- **What is needed**
Pull every "thresholds" line out of the data below.

- **Listed entries**
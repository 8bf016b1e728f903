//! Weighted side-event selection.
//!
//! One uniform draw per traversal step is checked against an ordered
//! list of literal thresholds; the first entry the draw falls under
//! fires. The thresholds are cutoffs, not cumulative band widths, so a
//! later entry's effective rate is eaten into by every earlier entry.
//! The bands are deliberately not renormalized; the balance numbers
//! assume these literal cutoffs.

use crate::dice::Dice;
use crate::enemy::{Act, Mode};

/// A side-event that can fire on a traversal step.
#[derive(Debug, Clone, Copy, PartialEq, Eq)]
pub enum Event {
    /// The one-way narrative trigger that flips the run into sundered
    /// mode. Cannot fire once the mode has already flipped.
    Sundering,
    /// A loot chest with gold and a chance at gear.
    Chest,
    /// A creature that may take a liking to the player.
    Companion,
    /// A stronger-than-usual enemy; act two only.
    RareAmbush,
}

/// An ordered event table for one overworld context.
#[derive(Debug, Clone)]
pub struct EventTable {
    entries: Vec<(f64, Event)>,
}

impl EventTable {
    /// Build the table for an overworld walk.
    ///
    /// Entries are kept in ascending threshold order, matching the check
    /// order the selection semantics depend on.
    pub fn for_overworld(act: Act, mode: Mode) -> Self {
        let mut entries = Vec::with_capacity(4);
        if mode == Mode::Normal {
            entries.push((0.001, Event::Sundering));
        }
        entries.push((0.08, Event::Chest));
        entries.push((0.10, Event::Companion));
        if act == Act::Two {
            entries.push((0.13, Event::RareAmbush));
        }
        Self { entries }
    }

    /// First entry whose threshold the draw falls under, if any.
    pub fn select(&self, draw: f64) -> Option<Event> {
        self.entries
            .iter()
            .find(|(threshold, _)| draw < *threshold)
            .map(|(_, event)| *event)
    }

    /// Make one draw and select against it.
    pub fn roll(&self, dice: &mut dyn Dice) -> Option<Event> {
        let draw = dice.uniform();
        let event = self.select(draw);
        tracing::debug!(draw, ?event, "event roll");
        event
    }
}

- **Exercise solution**
//! list of literal thresholds; the first entry the draw falls under
//! fires. The thresholds are cutoffs, not cumulative band widths, so a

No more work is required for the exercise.